The authors declare no competing financial interests.
- Correspondence should be addressed to Dr. Vikaas S. Sohal, University of California, San Francisco, 675 Nelson Rising Lane, San Francisco, CA 94143-044. vikaas.sohal{at}ucsf.edu
References
Response from Dual Perspective Companion Author–Jessica Cardin
Vikaas' perspective piece provides an insightful and balanced view of the functional role of γ oscillations. He makes a strong case that γ oscillations affect information processing in cortical circuits, and highlights several key mechanisms by which that regulation might be effected.
Importantly, Vikaas' piece highlights not only the influential communication through coherence hypothesis, but also several other categories of mechanism by which γ oscillations may regulate information encoding and transmission. These include oscillation-facilitated stimulus selection (Börgers et al., 2008; Akam and Kullmann, 2010), oscillation-enhanced rate coding (Sohal et al., 2009), and modulation of synaptic integration and gain control. Whereas communication through coherence requires long-distance synchronization, the other mechanisms do not, indicating a variety of potential ways for local γ oscillations to influence information encoding and transmission. The functional roles of γ may thus be as diverse as the cellular and circuit mechanisms by which these oscillations are generated in the cortex and other structures.

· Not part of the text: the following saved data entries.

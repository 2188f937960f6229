//! `HooktapServer`: Axum HTTP + WebSocket server.

use std::net::SocketAddr;
use std::sync::Arc;
use std::time::Instant;

use axum::Router;
use axum::extract::DefaultBodyLimit;
use axum::routing::{any, get};
use hooktap_store::{BlobStore, Ledger};
use metrics_exporter_prometheus::PrometheusHandle;
use tokio::net::TcpListener;
use tokio::task::JoinHandle;
use tower_http::cors::CorsLayer;
use tower_http::trace::TraceLayer;
use tracing::{error, info};

use crate::config::ServerConfig;
use crate::routes::{download, misc, requests, sample, webhook, ws};
use crate::shutdown::ShutdownCoordinator;
use crate::websocket::{BroadcastHub, SessionDeps};

/// Shared state accessible from Axum handlers.
#[derive(Clone)]
pub struct AppState {
    /// Bounded history of captured calls.
    pub ledger: Arc<Ledger>,
    /// Uploaded attachments.
    pub blobs: Arc<BlobStore>,
    /// Live viewer registry.
    pub hub: Arc<BroadcastHub>,
    /// Shutdown coordinator.
    pub shutdown: Arc<ShutdownCoordinator>,
    /// When the server started.
    pub start_time: Instant,
    /// Prometheus exposition handle.
    pub metrics: PrometheusHandle,
    /// Runtime configuration.
    pub config: Arc<ServerConfig>,
}

impl AppState {
    /// Dependencies for a new viewer session.
    pub fn session_deps(&self) -> SessionDeps {
        SessionDeps {
            hub: Arc::clone(&self.hub),
            ledger: Arc::clone(&self.ledger),
            mailbox_capacity: self.config.mailbox_capacity,
            heartbeat_interval: self.config.heartbeat_interval,
            shutdown: self.shutdown.token(),
        }
    }
}

/// The hooktap server.
pub struct HooktapServer {
    config: Arc<ServerConfig>,
    ledger: Arc<Ledger>,
    blobs: Arc<BlobStore>,
    hub: Arc<BroadcastHub>,
    shutdown: Arc<ShutdownCoordinator>,
    metrics: PrometheusHandle,
    start_time: Instant,
}

/// A running server: its bound address and background tasks.
pub struct ServerHandle {
    /// Address the listener is bound to.
    pub addr: SocketAddr,
    server: JoinHandle<()>,
    dispatcher: JoinHandle<()>,
}

impl ServerHandle {
    /// Background tasks, for [`ShutdownCoordinator::graceful_shutdown`].
    pub fn into_tasks(self) -> Vec<JoinHandle<()>> {
        vec![self.server, self.dispatcher]
    }
}

impl HooktapServer {
    /// Create a new server.
    pub fn new(config: ServerConfig, metrics: PrometheusHandle) -> Self {
        Self {
            config: Arc::new(config),
            ledger: Arc::new(Ledger::new()),
            blobs: Arc::new(BlobStore::new()),
            hub: Arc::new(BroadcastHub::new()),
            shutdown: Arc::new(ShutdownCoordinator::new()),
            metrics,
            start_time: Instant::now(),
        }
    }

    /// Shared handler state.
    pub fn state(&self) -> AppState {
        AppState {
            ledger: Arc::clone(&self.ledger),
            blobs: Arc::clone(&self.blobs),
            hub: Arc::clone(&self.hub),
            shutdown: Arc::clone(&self.shutdown),
            start_time: self.start_time,
            metrics: self.metrics.clone(),
            config: Arc::clone(&self.config),
        }
    }

    /// Build the Axum router with all routes.
    pub fn router(&self) -> Router {
        Router::new()
            .route("/", get(misc::root))
            .route("/test", get(misc::test))
            .route("/ping", get(misc::ping))
            .route("/ui", get(misc::ui))
            .route("/health", get(misc::health))
            .route("/metrics", get(misc::metrics))
            .route("/webhook", any(webhook::ingest))
            .route("/webhook/thoughtspot", any(sample::thoughtspot))
            .route("/api/requests", get(requests::list))
            .route("/download/", get(download::missing_filename))
            .route("/download/{*filename}", get(download::download))
            .route("/ws", get(ws::upgrade))
            .with_state(self.state())
            .layer(DefaultBodyLimit::max(self.config.max_body_bytes))
            .layer(TraceLayer::new_for_http())
            .layer(CorsLayer::permissive())
    }

    /// Bind the listener, start the fan-out dispatcher, and serve until
    /// shutdown is signalled.
    pub async fn listen(&self) -> std::io::Result<ServerHandle> {
        let listener = TcpListener::bind((self.config.host.as_str(), self.config.port)).await?;
        let addr = listener.local_addr()?;

        let feed = self.ledger.subscribe();
        let dispatcher = tokio::spawn(Arc::clone(&self.hub).run(feed, self.shutdown.token()));

        let app = self
            .router()
            .into_make_service_with_connect_info::<SocketAddr>();
        let token = self.shutdown.token();
        let server = tokio::spawn(async move {
            let result = axum::serve(listener, app)
                .with_graceful_shutdown(token.cancelled_owned())
                .await;
            if let Err(e) = result {
                error!(error = %e, "server stopped with error");
            }
        });

        info!(%addr, "hooktap listening");
        Ok(ServerHandle {
            addr,
            server,
            dispatcher,
        })
    }

    /// Get the request ledger.
    pub fn ledger(&self) -> &Arc<Ledger> {
        &self.ledger
    }

    /// Get the blob store.
    pub fn blobs(&self) -> &Arc<BlobStore> {
        &self.blobs
    }

    /// Get the broadcast hub.
    pub fn hub(&self) -> &Arc<BroadcastHub> {
        &self.hub
    }

    /// Get the shutdown coordinator.
    pub fn shutdown(&self) -> &Arc<ShutdownCoordinator> {
        &self.shutdown
    }

    /// Get the server configuration.
    pub fn config(&self) -> &ServerConfig {
        &self.config
    }
}
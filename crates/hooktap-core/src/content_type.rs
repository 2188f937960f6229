//! Content-type lookup for served attachments.

/// Fallback for unknown or missing extensions.
pub const OCTET_STREAM: &str = "application/octet-stream";

/// Map a filename to the content type used when serving it back.
///
/// Only the extension is consulted, case-insensitively. The table is fixed;
/// anything not listed is served as generic binary.
pub fn for_filename(filename: &str) -> &'static str {
    let ext = std::path::Path::new(filename)
        .extension()
        .and_then(|e| e.to_str())
        .map(str::to_ascii_lowercase);

    match ext.as_deref() {
        Some("pdf") => "application/pdf",
        Some("png") => "image/png",
        Some("jpg" | "jpeg") => "image/jpeg",
        Some("csv") => "text/csv",
        Some("xlsx") => "application/vnd.openxmlformats-officedocument.spreadsheetml.sheet",
        Some("xls") => "application/vnd.ms-excel",
        Some("json") => "application/json",
        Some("txt") => "text/plain",
        _ => OCTET_STREAM,
    }
}

/// Whether a request `Content-Type` header announces a multipart form.
pub fn is_multipart_form(content_type: &str) -> bool {
    content_type
        .trim_start()
        .to_ascii_lowercase()
        .starts_with("multipart/form-data")
}
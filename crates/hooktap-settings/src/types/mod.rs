//! Settings type definitions.
//!
//! Field names are camelCase on disk. Every struct is `#[serde(default)]`, so
//! a settings file only needs the keys it wants to change.

mod logging;
mod server;

pub use logging::*;
pub use server::*;

use serde::{Deserialize, Serialize};

use crate::errors::{Result, SettingsError};

/// Root settings type.
///
/// ```json
/// {
///   "server": { "port": 9000, "mailboxCapacity": 512 },
///   "logging": { "level": "debug", "format": "json" }
/// }
/// ```
#[derive(Clone, Debug, Default, PartialEq, Eq, Serialize, Deserialize)]
#[serde(rename_all = "camelCase", default)]
pub struct HooktapSettings {
    /// Listener and connection settings.
    pub server: ServerSettings,
    /// Log output settings.
    pub logging: LoggingSettings,
}

impl HooktapSettings {
    /// Reject values the server cannot run with.
    pub fn validate(&self) -> Result<()> {
        let s = &self.server;
        if s.host.trim().is_empty() {
            return Err(SettingsError::InvalidValue("server.host must not be empty".into()));
        }
        if s.mailbox_capacity == 0 {
            return Err(SettingsError::InvalidValue(
                "server.mailboxCapacity must be at least 1".into(),
            ));
        }
        if s.max_body_bytes == 0 {
            return Err(SettingsError::InvalidValue(
                "server.maxBodyBytes must be at least 1".into(),
            ));
        }
        if s.heartbeat_interval_ms == 0 {
            return Err(SettingsError::InvalidValue(
                "server.heartbeatIntervalMs must be at least 1".into(),
            ));
        }
        if hooktap_core::logging::LogFormat::parse(&self.logging.format).is_none() {
            return Err(SettingsError::InvalidValue(format!(
                "logging.format must be \"compact\" or \"json\", got {:?}",
                self.logging.format
            )));
        }
        Ok(())
    }
}
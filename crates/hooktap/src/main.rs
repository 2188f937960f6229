//! # hooktap
//!
//! Webhook capture server binary: loads settings, starts logging and
//! metrics, then serves until interrupted.

#![deny(unsafe_code)]

use std::path::PathBuf;

use anyhow::{Context, Result, anyhow};
use clap::Parser;
use hooktap_core::logging::{self, LogFormat};
use hooktap_server::{HooktapServer, ServerConfig};
use hooktap_settings::HooktapSettings;

/// Capture inbound webhooks and watch them live.
#[derive(Parser, Debug)]
#[command(name = "hooktap", version, about = "Webhook capture server")]
struct Cli {
    /// Host to bind (overrides settings).
    #[arg(long)]
    host: Option<String>,

    /// Port to bind, 0 for auto-assign (overrides settings).
    #[arg(long)]
    port: Option<u16>,

    /// Settings file (default `~/.hooktap/settings.json`).
    #[arg(long)]
    settings: Option<PathBuf>,

    /// Log level or `RUST_LOG`-style filter (overrides settings).
    #[arg(long)]
    log_level: Option<String>,

    /// Log format: `compact` or `json` (overrides settings).
    #[arg(long)]
    log_format: Option<String>,
}

impl Cli {
    fn apply(&self, settings: &mut HooktapSettings) {
        if let Some(host) = &self.host {
            settings.server.host.clone_from(host);
        }
        if let Some(port) = self.port {
            settings.server.port = port;
        }
        if let Some(level) = &self.log_level {
            settings.logging.level.clone_from(level);
        }
        if let Some(format) = &self.log_format {
            settings.logging.format.clone_from(format);
        }
    }
}

fn resolve_settings(cli: &Cli) -> Result<HooktapSettings> {
    let path = cli
        .settings
        .clone()
        .unwrap_or_else(hooktap_settings::settings_path);
    let mut settings = hooktap_settings::load_settings_from_path(&path)
        .with_context(|| format!("Failed to load settings from {}", path.display()))?;
    cli.apply(&mut settings);
    settings.validate().context("Invalid settings after CLI overrides")?;
    Ok(settings)
}

#[tokio::main]
async fn main() -> Result<()> {
    let cli = Cli::parse();
    let settings = resolve_settings(&cli)?;

    let format = LogFormat::parse(&settings.logging.format)
        .ok_or_else(|| anyhow!("unknown log format {:?}", settings.logging.format))?;
    logging::init(&settings.logging.level, format);

    let metrics = hooktap_server::metrics::install_recorder()
        .context("Failed to install metrics recorder")?;

    let config = ServerConfig::from(&settings.server);
    let server = HooktapServer::new(config, metrics);
    let handle = server.listen().await.with_context(|| {
        format!(
            "Failed to bind {}:{}",
            settings.server.host, settings.server.port
        )
    })?;
    tracing::info!(
        addr = %handle.addr,
        version = hooktap_core::constants::VERSION,
        "hooktap ready: POST to /webhook, watch at /ui"
    );

    tokio::signal::ctrl_c()
        .await
        .context("Failed to listen for ctrl-c")?;

    tracing::info!("Shutting down...");
    server
        .shutdown()
        .graceful_shutdown(handle.into_tasks(), None)
        .await;
    tracing::info!("Shutdown complete");
    Ok(())
}
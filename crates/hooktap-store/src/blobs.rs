//! Attachment bytes keyed by filename.

use std::collections::HashMap;

use bytes::Bytes;
use parking_lot::RwLock;
use tracing::debug;

use crate::errors::{Result, StoreError};

/// Filename-keyed byte store.
///
/// A later `put` under the same filename replaces the earlier bytes. There is
/// no eviction and no size cap, so memory grows with every distinct filename
/// uploaded until the process exits.
#[derive(Default)]
pub struct BlobStore {
    blobs: RwLock<HashMap<String, Bytes>>,
}

impl BlobStore {
    /// Create an empty store.
    pub fn new() -> Self {
        Self::default()
    }

    /// Store `bytes` under `filename`, returning the size of any blob it
    /// replaced.
    pub fn put(&self, filename: &str, bytes: Bytes) -> Result<Option<usize>> {
        if filename.is_empty() {
            return Err(StoreError::InvalidFilename(filename.to_owned()));
        }
        let size = bytes.len();
        let previous = self.blobs.write().insert(filename.to_owned(), bytes);
        let replaced = previous.map(|b| b.len());
        debug!(filename, size, replaced = ?replaced, "blob stored");
        Ok(replaced)
    }

    /// Fetch the bytes stored under `filename`.
    ///
    /// The returned [`Bytes`] is a cheap reference-counted handle; a later
    /// overwrite does not affect it.
    pub fn get(&self, filename: &str) -> Result<Bytes> {
        self.blobs
            .read()
            .get(filename)
            .cloned()
            .ok_or_else(|| StoreError::BlobNotFound {
                filename: filename.to_owned(),
            })
    }

    /// Whether a blob exists under `filename`.
    pub fn contains(&self, filename: &str) -> bool {
        self.blobs.read().contains_key(filename)
    }

    /// Number of stored blobs.
    pub fn len(&self) -> usize {
        self.blobs.read().len()
    }

    /// Whether the store is empty.
    pub fn is_empty(&self) -> bool {
        self.blobs.read().is_empty()
    }

    /// Sum of all stored blob sizes.
    pub fn total_bytes(&self) -> usize {
        self.blobs.read().values().map(Bytes::len).sum()
    }
}
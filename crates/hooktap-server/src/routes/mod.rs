//! HTTP route handlers.

pub mod download;
pub mod misc;
pub mod requests;
pub mod sample;
pub mod webhook;
pub mod ws;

Vikaas further points out the tremendous complexity of directly testing the contribution of any of the possible mechanisms by which γ might regulate information processing. One of the key caveats to any manipulation is that, as stated in Vikaas' review, one cannot manipulate γ without altering other aspects of local or long-range circuit activity. Several groups have begun to test the functional role of γ oscillations by optogenetically manipulating PV interneurons (Siegle et al., 2014; Cho et al., 2015; Kim et al., 2016). However, current evidence remains incomplete, and further experimental and computational work is needed. In addition to examining PV interneurons, targeted manipulations of other GABAergic interneurons and specific excitatory neurons may shed light on the inhibitory synaptic interactions that regulate the expression of different forms of γ oscillations.
Last, Vikaas makes an important point about the potential translational impact of enhancing our understanding of γ generation and function. Dysregulated γ activity has been observed in a number of human psychiatric disorders and remains a key hallmark that can be usefully examined in animal models.